The Qinba region is the transition region between Indica and Japonica varieties in China. It has a long history of Indica rice planting of more than 7000 years and is also a planting area for fine-quality Indica rice. The aims of this study are to explore different genetic markers applied to the analysis population structure, genetic diversity, selection and optimization of molecular markers of Indica rice, thus providing more information for the protection and utilization on germplasm resources of Indica rice.
Fifteen phenotypic traits, a core set of 48 SSR markers which originated protocol for identification of rice varieties-SSR marker method in agricultural industry standard of the People's Republic of China (Ministry of Agriculture of the PRC, NY/T1433-2014, Protocol for identification of rice varieties-SSR marker method, 2014), and SNPs data obtained by genotyping-by-sequencing (GBS, NlaIII and MseI digestion, referred to as SNPs-NlaIII and SNPs-MseI, respectively) for this panel of 93 samples using the Illumina HiSeq2000 sequencing platform, were employed to explore the genetic diversity and population structure of 93 samples.
The average of coefficient of variation (CV) and diversity index (H) were 29.72% and 1.83 ranging from 3.07% to 137.43%, and from 1.45 to 2.03, respectively. The correlation coefficient between 15 phenotypic traits ranged from 0.984 to -0.604. The first four PCs accounted for 70.693% phenotypic variation based on phenotypic analysis. A total of 379 alleles were obtained using SSR markers, encompassing an average of 8.0 alleles per primer. Polymorphic bands (PPB) and polymorphism information content (PIC) was 88.65% and 0.77, respectively. The Mantel test showed that the correlation between the genetic distance matrix based on SNPs-NlaIII and SNPs-MseI was the largest (R=0.88), and that based on 15 phenotypic traits and SSR was the smallest (R=0.09). The 93 samples could be clustered into two subgroups by 3 types of genetic markers. Molecular variance analysis revealed that the genetic variation was 2% among populations and 98% within populations (the Nm was 0.16), Tajima's D value was 1.66, the FST between the two populations was 0.61 based on 72,824 SNPs.

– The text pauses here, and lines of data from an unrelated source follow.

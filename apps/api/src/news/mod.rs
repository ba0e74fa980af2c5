// Daily financing news: LLM fetch, persistence, and the static fallback list.

pub mod fallback;
pub mod fetcher;
pub mod handlers;
pub mod prompts;
pub mod refresh;
pub mod store;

The population genetic variation explained by SNPs was larger than that explained by SSRs. The gene flow of 93 samples used in this study was larger than that of naturally self-pollinated crops, which may be caused by long-term breeding selection of Indica rice in the Qinba region. The genetic structure of the 93 samples was simple and lacked rare alleles.
秦巴地区是中国籼稻和粳稻品种的过渡地带。它有着 7000 多年的籼稻种植历史,也是优质籼稻种植区。本研究旨在探索不同的遗传标记应用于籼稻分析群体结构、遗传多样性、选择和优化分子标记,从而为籼稻种质资源的保护和利用提供更多信息。
本研究使用了 93 个样本的 15 个表型性状、48 个核心 SSR 标记(来源于中华人民共和国农业行业标准《农作物品种鉴定 SSR 标记法》(农业部,NY/T1433-2014)和通过测序的基因型(GBS,NlaIII 和 MseI 消化,分别称为 SNPs-NlaIII 和 SNPs-MseI)获得的 SNP 数据,在 Illumina HiSeq2000 测序平台上对这 93 个样本进行了遗传多样性和群体结构分析。
15 个表型性状的平均变异系数(CV)和多样性指数(H)分别为 29.72%和 1.83,范围分别为 3.07%至 137.43%和 1.45 至 2.03。15 个表型性状之间的相关系数范围为 0.984 至-0.604。基于表型分析,前四个主成分(PCs)占表型变异的 70.693%。SSR 标记共获得 379 个等位基因,每个引物平均 8.0 个等位基因。多态性带(PPB)和多态信息含量(PIC)分别为 88.65%和 0.77。Mantel 检验显示,基于 SNPs-NlaIII 和 SNPs-MseI 的遗传距离矩阵之间的相关性最大(R=0.88),而基于 15 个表型性状和 SSR 的相关性最小(R=0.09)。这 93 个样本可以根据 3 种遗传标记分为两个亚群。分子方差分析表明,群体间遗传变异为 2%,群体内遗传变异为 98%(Nm 为 0.16),Tajima's D 值为 1.66,基于 72824 个 SNPs 的两个群体之间的 FST 值为 0.61。
SNP 解释的群体遗传变异大于 SSR 解释的群体遗传变异。本研究中使用的 93 个样本的基因流大于自然自花授粉作物,这可能是由于秦巴地区长期对籼稻进行选育。93 个样本的遗传结构简单,缺乏稀有等位基因。